Scientists Unearth Ancient DNA Depicting A Battle Between Viruses And Our Ancestors

Scientists Unearth Ancient DNA Depicting A Battle Between Viruses And Our Ancestors

Millions of years ago, our ancestors’ bodies may have waged an epic battle against a virus. Through a sneaky DNA swap, the hosts would have gotten the upper hand, and turned the virus’ defences against themselves. Researchers think they have unearthed the whole ordeal, left like a Dead Sea scroll in our genes.

Image: Skeletalmess/Flickr, en:User:Pbroks13/Wikimedia Commons, Ryan F. Mandelbaum

We know very little about ancient and extinct viruses, since they (mostly) can’t form real fossils. But retroviruses, the type of viruses that include HIV, plug their own genetic material into the cells they infect. If a retrovirus infects cells that get passed to offspring, then we can potentially see exactly where and when it was around by looking at ancient and modern DNA. A team of researchers from Rockefeller University did just that, and found what looked like a cunning act of bodily revenge where our extinct hominid cousins used a viruses’ DNA against itself.

“So the whole story is very exciting to me (with a little bit of bias of course since it was my PhD thesis work),” first author Daniel Blanco Melo told Gizmodo in an email. “From one side we were able to reconstruct a very old [viral] gene from destroyed sequences in primate genomes.
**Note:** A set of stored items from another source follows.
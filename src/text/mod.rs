//! Text normalization for diacritics-insensitive Vietnamese matching.
//!
//! Every comparison in the topic matcher runs on [`NormalizedText`]: lowercase,
//! diacritic-free, punctuation-stripped text with single-space separators.
//! [`tokenize`] splits it into the tokens the scorer works with.

mod normalizer;

pub use normalizer::{NormalizedText, normalize, tokenize, tokens};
And on the other hand we encounter that our ancestors were able to take some information of this virus and used it to drive its own extinction.”

Viral archaeology is forensic game. The researchers were interested in studying whether there were any examples in history of hosts evolving protection against viruses, and came across HERV-T, a virus that probably left its genetic mark in germline cells, those that get passed from generation to generation including fetal cells, sperm cells and egg cells. That means the researchers were able to look at the DNA of ancient hominids to see whether or not they had HERV, checking out more and more distant cousins until they found one without the viral DNA. The number of years ago that an infected cousin and our ancestors split off on the evolutionary tree tells us about how old the virus is.
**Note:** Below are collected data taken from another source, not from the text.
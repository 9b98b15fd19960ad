//! Multi-signal fuzzy scoring of a query against candidate topics.

use std::collections::HashSet;

use serde::Serialize;
use tracing::{debug, instrument};

use crate::text::{NormalizedText, normalize, tokenize};

/// Score at or above which a candidate should be treated as a confident match.
///
/// Advisory only: [`score_candidates`] never filters on it.
pub const TOPIC_MATCH_THRESHOLD: f64 = 0.45;

/// Default number of candidates returned by [`score_candidates`].
pub const DEFAULT_TOP_K: usize = 8;

/// Normalized queries shorter than this are never scored.
const MIN_QUERY_CHARS: usize = 2;

/// Bonus when the candidate contains the whole query.
const CONTAINMENT_BONUS: f64 = 0.35;

/// Bonus when the query contains the whole candidate.
const REVERSE_CONTAINMENT_BONUS: f64 = 0.25;

/// Query must be longer than this fraction of the candidate for the reverse
/// containment bonus. Tunable; kept at the calibrated value.
const REVERSE_CONTAINMENT_MIN_RATIO: f64 = 0.5;

/// Maximum bonus for query tokens that prefix (or are prefixed by) a candidate token.
const PREFIX_BONUS: f64 = 0.15;

/// Query tokens shorter than this never take part in prefix matching.
const MIN_PREFIX_TOKEN_CHARS: usize = 2;

/// Flat bonus when enough query tokens overlap candidate tokens.
const OVERLAP_BONUS: f64 = 0.15;

/// Overlap bonus applies when at least 3/5 (60%) of query tokens overlap.
const OVERLAP_RATIO_NUMERATOR: usize = 3;
const OVERLAP_RATIO_DENOMINATOR: usize = 5;

/// A scored topic, carrying the topic's original display form.
#[derive(Debug, Clone, PartialEq, Serialize)]
pub struct Candidate {
    pub topic: String,
    pub score: f64,
}

/// Text prepared once for scoring: its normalized form and tokens.
#[derive(Debug, Clone)]
pub(crate) struct PreparedText {
    normalized: NormalizedText,
    tokens: Vec<String>,
}

impl PreparedText {
    pub(crate) fn new(raw: &str) -> Self {
        let normalized = normalize(raw);
        let tokens = tokenize(&normalized).into_iter().map(String::from).collect();
        Self { normalized, tokens }
    }

    pub(crate) fn normalized(&self) -> &NormalizedText {
        &self.normalized
    }

    pub(crate) fn is_empty(&self) -> bool {
        self.normalized.is_empty()
    }
}

/// Scores `query` against every topic and returns the best `top_k` candidates.
///
/// Candidates are sorted by descending score (ties keep input order), only
/// scores above zero are kept. Queries that normalize to fewer than two
/// characters return nothing. Topics that normalize to the empty string
/// (pure punctuation, say) are skipped rather than scored.
///
/// # Examples
///
/// ```
/// use van_tutor_core::topics::score_candidates;
///
/// let ranked = score_candidates("chu nguoi tu tu", &["Truyện Kiều", "Chữ người tử tù"], 8);
/// assert_eq!(ranked[0].topic, "Chữ người tử tù");
/// assert!((ranked[0].score - 1.0).abs() < f64::EPSILON);
/// ```
#[must_use]
#[instrument(skip(topics), fields(topic_count = topics.len()))]
pub fn score_candidates<S: AsRef<str>>(query: &str, topics: &[S], top_k: usize) -> Vec<Candidate> {
    let query = PreparedText::new(query);
    let prepared: Vec<(String, PreparedText)> = topics
        .iter()
        .map(|topic| {
            let topic = topic.as_ref();
            (topic.to_string(), PreparedText::new(topic))
        })
        .collect();

    rank_prepared(
        &query,
        prepared.iter().map(|(display, text)| (display.as_str(), text)),
        top_k,
    )
}

/// Scores a single pair of raw strings with the composite algorithm.
///
/// Unlike [`score_candidates`] this applies no minimum query length, but a
/// query or candidate that normalizes to the empty string scores 0.0.
#[must_use]
pub fn score_pair(query: &str, candidate: &str) -> f64 {
    let query = PreparedText::new(query);
    let candidate = PreparedText::new(candidate);
    if query.is_empty() || candidate.is_empty() {
        return 0.0;
    }
    composite_score(&query, &candidate)
}

pub(crate) fn rank_prepared<'a, I>(query: &PreparedText, topics: I, top_k: usize) -> Vec<Candidate>
where
    I: IntoIterator<Item = (&'a str, &'a PreparedText)>,
{
    if query.normalized.char_len() < MIN_QUERY_CHARS {
        debug!(query = %query.normalized, "query too short to score");
        return Vec::new();
    }

    let mut candidates: Vec<Candidate> = topics
        .into_iter()
        // A topic with nothing left after normalization cannot be matched.
        .filter(|(_, prepared)| !prepared.is_empty())
        .map(|(display, prepared)| Candidate {
            topic: display.to_string(),
            score: composite_score(query, prepared),
        })
        .collect();

    // `sort_by` is stable, so equal scores keep their input order.
    candidates.sort_by(|a, b| b.score.total_cmp(&a.score));
    candidates.retain(|candidate| candidate.score > 0.0);
    candidates.truncate(top_k);

    debug!(
        query = %query.normalized,
        returned = candidates.len(),
        "scored topic candidates"
    );
    candidates
}

#[allow(clippy::cast_precision_loss)]
fn composite_score(query: &PreparedText, candidate: &PreparedText) -> f64 {
    let q = query.normalized.as_str();
    let c = candidate.normalized.as_str();

    let mut score = jaccard(&query.tokens, &candidate.tokens);

    if c.contains(q) {
        score += CONTAINMENT_BONUS;
    }

    let q_len = query.normalized.char_len() as f64;
    let c_len = candidate.normalized.char_len() as f64;
    if q_len > REVERSE_CONTAINMENT_MIN_RATIO * c_len && q.contains(c) {
        score += REVERSE_CONTAINMENT_BONUS;
    }

    if !query.tokens.is_empty() {
        let prefix_matches = query
            .tokens
            .iter()
            .filter(|token| token.chars().count() >= MIN_PREFIX_TOKEN_CHARS)
            .filter(|token| {
                candidate
                    .tokens
                    .iter()
                    .any(|other| other.starts_with(token.as_str()) || token.starts_with(other.as_str()))
            })
            .count();
        score += PREFIX_BONUS * (prefix_matches as f64 / query.tokens.len() as f64);

        let overlapping = query
            .tokens
            .iter()
            .filter(|token| {
                candidate
                    .tokens
                    .iter()
                    .any(|other| other.contains(token.as_str()) || token.contains(other.as_str()))
            })
            .count();
        if overlapping * OVERLAP_RATIO_DENOMINATOR >= query.tokens.len() * OVERLAP_RATIO_NUMERATOR {
            score += OVERLAP_BONUS;
        }
    }

    score.min(1.0)
}

#[allow(clippy::cast_precision_loss)]
fn jaccard(left: &[String], right: &[String]) -> f64 {
    let left: HashSet<&str> = left.iter().map(String::as_str).collect();
    let right: HashSet<&str> = right.iter().map(String::as_str).collect();

    let union = left.union(&right).count();
    if union == 0 {
        return 0.0;
    }
    let intersection = left.intersection(&right).count();
    intersection as f64 / union as f64
}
The researchers also investigated how HERV-T DNA mutated over time, by comparing data previously collected from several old world monkey species’ genomes, like gibbons and bonobos. Like trying to get two different cultures to remember a myth over a very long period of time, minor details change, and differences accumulate between species. The team knew the approximate DNA mutation rates in different species, and used the differences to approximate age of the virus.

HERV-T probably emerged between 30 and 40 million years ago, embedding its DNA into the cells of our ancestors. But where is it today? That’s where our cells may have performed a cunning evolutionary act. Based on their primate analysis, the researchers reconstructed the protein described by the HERV-T gene remnants in the DNA of modern humans. This ancient protein embedded itself in the envelope that encapsulated the virus’ DNA. “The host used that protein to evolve a derivative of it that can essentially block the receptor from the cell surface,” Paul D Bieniasz, the paper’s principle investigator from The Rockefeller University in New York, told Gizmodo, “thereby inhibiting the infection by the replicating virus.”

Basically, the viral intruder had a copy of the key to the house, but left it inside. Armed with that knowledge, our ancestor’s cells changed all the locks. Or, more accurately, they got rid of the doorknobs. The primates with the viral gene would have won the survival-of-the-fittest game, and the virus probably went extinct around 10 million years ago. However, it is important to note that one anonymous reviewer of the paper, published today in the journal eLife, had “some concerns with the evidence that the hsaHTenv ORF,” the genetic sequence coding the resurrected protein, “was maintained due to selective pressure.” The researcher didn’t think the evidence that natural selection caused us to continue producing the protein was convincing.

Despite this caveat, the researchers’ findings could be a first in viral archaeology. “We’ve known it’s possible for hosts to co-opt envelope proteins to protect themselves from retrovirus infection, but this is the first time it’s been demonstrated in hominids, our direct ancestors,” said Bieniasz. It’s also the first time an extinct virus’ protein has been resurrected.

It’s important to note that this is just one study about one protein, and a many million year look into the past requires some degree of speculation — we weren’t around to observe the virus or its effects, after all.

The researchers think they might be able to use the protein in cancer research. They think they could make their own viruses stuffed with the ancient viral protein to target and kill cancer cells. It’s unlikely that we’d be able to cure ourselves of other retroviruses, though, like HIV, since most of them don’t infect the germline cells — we wouldn’t be able to pass resistance on to our children, or get all of our cells to develop resistance.

Regardless, just think, your DNA essentially contains ancient scrolls with evolutionary epics waiting to be read.